Hello James,

I would like to start with stating that I appreciate your article; it is nice to see somebody critical of both sides of an argument, as I find this more and more rare as of late.

To start, I just want to address the “natural river” idea. I completely agree with you that we cannot make the river natural ever again – once man has touched nature, it is no longer natural! That being said, I also agree with the ‘healthy river’ points that you make, though I find that the ‘healthy river’ that you seem to be referring to happens to be the same ideas as many of the ‘naturalists” views that you speak to. I don’t think the majority of those wanting the dam decommissioned are hoping for an entirely natural river, as it’s no longer feasible, but are speaking on behalf of those that cannot – the endangered species’ that have flourished since the dam has been out of use.

In regards to the social and environmental costs whether or not the dam is decommissioned, I think that is more where the debate lies. In my opinion, the social and environmental benefits in recommissioning the dam are purely recreational. Not only recreational, but conveniently recreational – as there is a State of the Art recreational facility at the Fanshawe Conservation Area which is less than a 10km drive away from the downtown core. The drawbacks, on the other hand, are that the entire list of different species that you listed (i.e. the Spiny Softshell Turtle, Queensnake, Eastern Hog-nosed Snake, Salamander (Mudpuppy) Mussel and Silver Shiner (fish), as well as species of special concern such as the Northern Map Turtle, Snapping Turtle and Green Dragon [perennial wildflower].) will disappear again from the river, as they had done previously. So my question to you (and anybody else who is interested in responding) is what is more important: the more convenient recreational space in the city’s core, or the lives of the species that I just listed who all contribute to our ecosystem?

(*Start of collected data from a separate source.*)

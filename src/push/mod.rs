//! Block-displacement core: resolve which cells a push moves or breaks,
//! then apply the relocation atomically and carry riders along.

pub mod executor;
pub mod resolver;

pub use executor::{apply_push, NoHooks, PushHooks};
pub use resolver::{resolve_push, PushGraph};

use cgmath::Vector3;
use log::debug;

use crate::constants::notify;
use crate::physics::{Aabb, PhysicsWorld};
use crate::world::{BlockGrid, BlockId, BlockRegistry, BlockState, Direction, VoxelPos};
use crate::MechanicsConfig;

/// Try to extend the actuator at `origin` one cell along `facing`.
///
/// Resolves the push graph first; if it is infeasible nothing is mutated
/// and `false` comes back. Otherwise entities riding the displaced cells
/// shift by the same unit vector, the grid relocation commits, and when the
/// origin block is a piston base its head and extended flag are maintained.
pub fn try_extend(
    grid: &mut dyn BlockGrid,
    registry: &BlockRegistry,
    entities: &mut PhysicsWorld,
    origin: VoxelPos,
    facing: Direction,
    config: &MechanicsConfig,
    hooks: &mut dyn PushHooks,
) -> bool {
    let graph = resolve_push(grid, registry, origin, facing, true, config.push_limit);
    if !graph.feasible {
        return false;
    }

    let base = grid.get(origin);
    // The head also sweeps into the cell in front of the actuator
    let head_cell = (base.id == BlockId::PISTON).then(|| origin.relative(facing));
    shift_riders(entities, &graph, head_cell, facing.to_vec());

    apply_push(grid, registry, &graph, hooks);

    if base.id == BlockId::PISTON {
        grid.set(origin, base.with_extended(true), notify::UPDATE_NEIGHBORS);
        grid.set(
            origin.relative(facing),
            BlockState::new(BlockId::PISTON_HEAD).with_facing(facing),
            notify::UPDATE_NEIGHBORS,
        );
        hooks.on_update(origin);
        hooks.on_update(origin.relative(facing));
    }
    debug!("extend at {:?} toward {:?} succeeded", origin, facing);
    true
}

/// Try to retract the actuator at `origin`, pulling the cell beyond the
/// vacated head back toward it when that cell can be pulled.
pub fn try_retract(
    grid: &mut dyn BlockGrid,
    registry: &BlockRegistry,
    entities: &mut PhysicsWorld,
    origin: VoxelPos,
    facing: Direction,
    config: &MechanicsConfig,
    hooks: &mut dyn PushHooks,
) -> bool {
    let graph = resolve_push(grid, registry, origin, facing, false, config.push_limit);
    if !graph.feasible {
        return false;
    }

    // Vacate the head cell before the pulled states commit into it
    let head_pos = origin.relative(facing);
    let base = grid.get(origin);
    if base.id == BlockId::PISTON {
        grid.set(head_pos, BlockState::AIR, notify::SILENT);
        grid.set(origin, base.with_extended(false), notify::UPDATE_NEIGHBORS);
    }

    shift_riders(entities, &graph, None, graph.direction.to_vec());
    apply_push(grid, registry, &graph, hooks);

    if base.id == BlockId::PISTON {
        hooks.on_update(origin);
        hooks.on_update(head_pos);
    }
    debug!("retract at {:?} toward {:?} succeeded", origin, facing);
    true
}

// A relocated cell displaces whatever stands in the space it arrives in,
// so the overlap test runs against destination cells. The cells are
// gathered into one pass so a body straddling several of them still
// shifts exactly one unit.
fn shift_riders(
    entities: &mut PhysicsWorld,
    graph: &PushGraph,
    head_cell: Option<VoxelPos>,
    offset: Vector3<f64>,
) {
    let cells: Vec<Aabb> = graph
        .to_move
        .iter()
        .map(|p| Aabb::unit_cell(p.relative(graph.direction)))
        .chain(head_cell.map(Aabb::unit_cell))
        .collect();
    entities.shift_overlapping(&cells, offset);
}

In my opinion, keeping these species in the river (by decommissioning the dam) would make the Thames River the ‘healthy river’ that you later refer to in your work.

In regards to needing more people who canoe, kayak, etc. to use the river so that future generations continue to care about the river and ‘keep it healthy,’ I believe that if the younger generations see what happened to the environment in the past when the dam was in place should teach them to keep it healthy, and they can use the river at Fanshawe for recreation. Further, there was the suggestion of making the old dam into a bridge which solves making the dam a focal point so that others see it as something to take care of.

Thank you, again, for your response. I look forward to a reply if possible!